我们将使用 Google Colab 在具有高 RAM 的 T4 GPU 上微调 7B 参数 Llama 2 模型。请注意，T4 只有 16 GB 的 VRAM，这几乎不足以存储 Llama 2-7b 的权重（在 FP16 中为 7b × 2 字节 = 14 GB）。此外，我们还需要考虑优化器状态、梯度和前向激活导致的开销（有关更多信息，请参阅这篇优秀的文章）。这意味着这里不可能进行完全的微调：我们需要参数高效微调 （PEFT） 技术，如 LoRA 或 QLoRA。

为了大幅减少 VRAM 的使用，我们必须以 4 位精度微调模型，这就是我们在这里使用 QLoRA 的原因。好消息是，我们可以利用 Hugging Face 生态系统和 transformer、accelerate、peft、trl 和 bitsandbytes 库。
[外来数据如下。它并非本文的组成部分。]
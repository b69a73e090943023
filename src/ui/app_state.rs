use std::f64::consts::PI;
use std::time::{Duration, Instant};

use crate::config::SIMULATION;
use crate::models::{EstimateResult, SampleSet};
use crate::render::{PlotImage, render};
use crate::simulation::{PointSampler, simulate_with};
use crate::ui::config::{UI_CONFIG, UI_TEXT};
use crate::utils::{format_count, format_elapsed, format_fixed};

use super::app::PiEstimatorApp;

#[cfg(debug_assertions)]
use crate::config::DEBUG_FLAGS;

/// Everything the display layer keeps from the most recent trigger.
/// Replaced wholesale on every run; the core never reads it back.
#[derive(Debug, Clone)]
pub struct LastRun {
    pub samples: SampleSet,
    pub estimate: EstimateResult,
    pub image: PlotImage,
    pub elapsed: Duration,
}

impl LastRun {
    /// Sample, estimate and render `n` points in one go.
    pub fn execute<S: PointSampler>(n: usize, sampler: S) -> Self {
        let start = Instant::now();
        let (samples, estimate) = simulate_with(n, sampler);
        let image = render(&samples, &estimate);
        let elapsed = start.elapsed();

        #[cfg(debug_assertions)]
        if DEBUG_FLAGS.print_simulation_runs {
            log::info!(
                "Run complete: N={} inside={} estimate={:.8} in {}",
                estimate.points_total,
                estimate.points_inside,
                estimate.pi_estimate,
                format_elapsed(elapsed)
            );
        }

        Self {
            samples,
            estimate,
            image,
            elapsed,
        }
    }

    /// Label/value rows for the results panel and the headless text output.
    pub fn result_rows(&self) -> Vec<(&'static str, String)> {
        result_rows(&self.estimate, Some(self.elapsed))
    }
}

/// Results summary: counts, estimate vs. true π, difference, spread.
pub fn result_rows(
    estimate: &EstimateResult,
    elapsed: Option<Duration>,
) -> Vec<(&'static str, String)> {
    let decimals = UI_CONFIG.result_decimals;
    let mut rows = vec![
        (UI_TEXT.label_total_points, format_count(estimate.points_total)),
        (UI_TEXT.label_points_inside, format_count(estimate.points_inside)),
        (UI_TEXT.label_estimate, format_fixed(estimate.pi_estimate, decimals)),
        (UI_TEXT.label_actual, format_fixed(PI, decimals)),
        (UI_TEXT.label_difference, format_fixed(estimate.absolute_error(), decimals)),
    ];

    if let Some(se) = estimate.standard_error() {
        rows.push((UI_TEXT.label_standard_error, format_fixed(se, decimals)));
    }
    if let Some((lo, hi)) = estimate.confidence_interval(SIMULATION.confidence_level) {
        rows.push((
            UI_TEXT.label_confidence_interval,
            format!("[{}, {}]", format_fixed(lo, decimals), format_fixed(hi, decimals)),
        ));
    }
    if let Some(elapsed) = elapsed {
        rows.push((UI_TEXT.label_elapsed, format_elapsed(elapsed)));
    }
    rows
}

impl PiEstimatorApp {
    /// Number of points the slider currently selects.
    pub(super) fn point_count(&self) -> usize {
        SIMULATION.points_for_exponent(self.exponent)
    }

    /// Handle the run button: simulate with the thread RNG and replace the
    /// previous result.
    pub(super) fn run_simulation(&mut self) {
        let n = self.point_count();
        let sampler = crate::simulation::UniformSquare::new(rand::thread_rng());
        self.last_run = Some(LastRun::execute(n, sampler));
    }
}

#[cfg(test)]
mod tests {
    use super::*;
    use crate::simulation::ScriptedPoints;

    #[test]
    fn execute_keeps_samples_estimate_and_image_in_step() {
        let script = ScriptedPoints::new(vec![[1.0, 0.0], [0.0, 1.0], [1.0, 1.0], [0.1, 0.1]]);
        let run = LastRun::execute(4, script);

        assert_eq!(run.samples.len(), 4);
        assert_eq!(run.estimate.points_inside, 3);
        assert!(run.image.annotation.is_some());
        assert_eq!(run.image.series[0].points.len(), 3);
        assert_eq!(run.image.series[1].points.len(), 1);
    }

    #[test]
    fn result_rows_show_eight_decimals_and_difference() {
        let estimate = EstimateResult::from_counts(3, 4);
        let rows = result_rows(&estimate, None);

        assert_eq!(rows[0], (UI_TEXT.label_total_points, "4".to_string()));
        assert_eq!(rows[1], (UI_TEXT.label_points_inside, "3".to_string()));
        assert_eq!(rows[2], (UI_TEXT.label_estimate, "3.00000000".to_string()));
        assert_eq!(rows[3], (UI_TEXT.label_actual, "3.14159265".to_string()));
        assert_eq!(rows[4], (UI_TEXT.label_difference, "0.14159265".to_string()));
        assert!(rows.iter().any(|(label, _)| *label == UI_TEXT.label_confidence_interval));
        assert!(!rows.iter().any(|(label, _)| *label == UI_TEXT.label_elapsed));
    }

    #[test]
    fn empty_run_rows_skip_spread() {
        let estimate = EstimateResult::from_counts(0, 0);
        let rows = result_rows(&estimate, Some(Duration::from_micros(5)));

        assert_eq!(rows[2].1, "0.00000000");
        assert!(!rows.iter().any(|(label, _)| *label == UI_TEXT.label_standard_error));
        assert!(!rows.iter().any(|(label, _)| *label == UI_TEXT.label_confidence_interval));
        assert_eq!(rows.last().map(|(label, _)| *label), Some(UI_TEXT.label_elapsed));
    }
}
首先，我们安装并加载这些库。

参考文章

[finetune_llama_v2.py](https://gist.github.com/younesbelkada/9f7f75c94bdc1981c8ca5cc937d4a4da?permalink_comment_id=4636954)

In [1]:
# 安装需要依赖
%%capture
!pip install -q transformers==4.31.0
!pip install -q accelerate==0.21.0 peft==0.4.0 bitsandbytes==0.40.2  trl==0.4.7 datasets==2.13.0 safetensors>=0.3.1
!pip install -q huggingface_hub

In [2]:
# import 密钥，token
%%capture
from google.colab import userdata
hf_token = userdata.get('huggingface')
!git config --global credential.helper store
!huggingface-cli login --token $hf_token --add-to-git-credential

In [3]:
import os
import huggingface_hub
import torch
from datasets import load_dataset
from transformers import (
    AutoModelForCausalLM,
    AutoTokenizer,
    BitsAndBytesConfig,
    HfArgumentParser,
    TrainingArguments,
    pipeline,
    logging,
)
from peft import LoraConfig, PeftModel
from trl import SFTTrainer

首先，我们要加载一个 llama-2-7b-chat-hf 模型（聊天模型），并在 mlabonne/guanaco-llama2-1k（1,000 个样本）上训练它，如果对此数据集的创建方式感兴趣，可以查看此笔记本。随意更改它：Hugging Face Hub 上有许多很好的数据集，例如 databricks/databricks-dolly-15k。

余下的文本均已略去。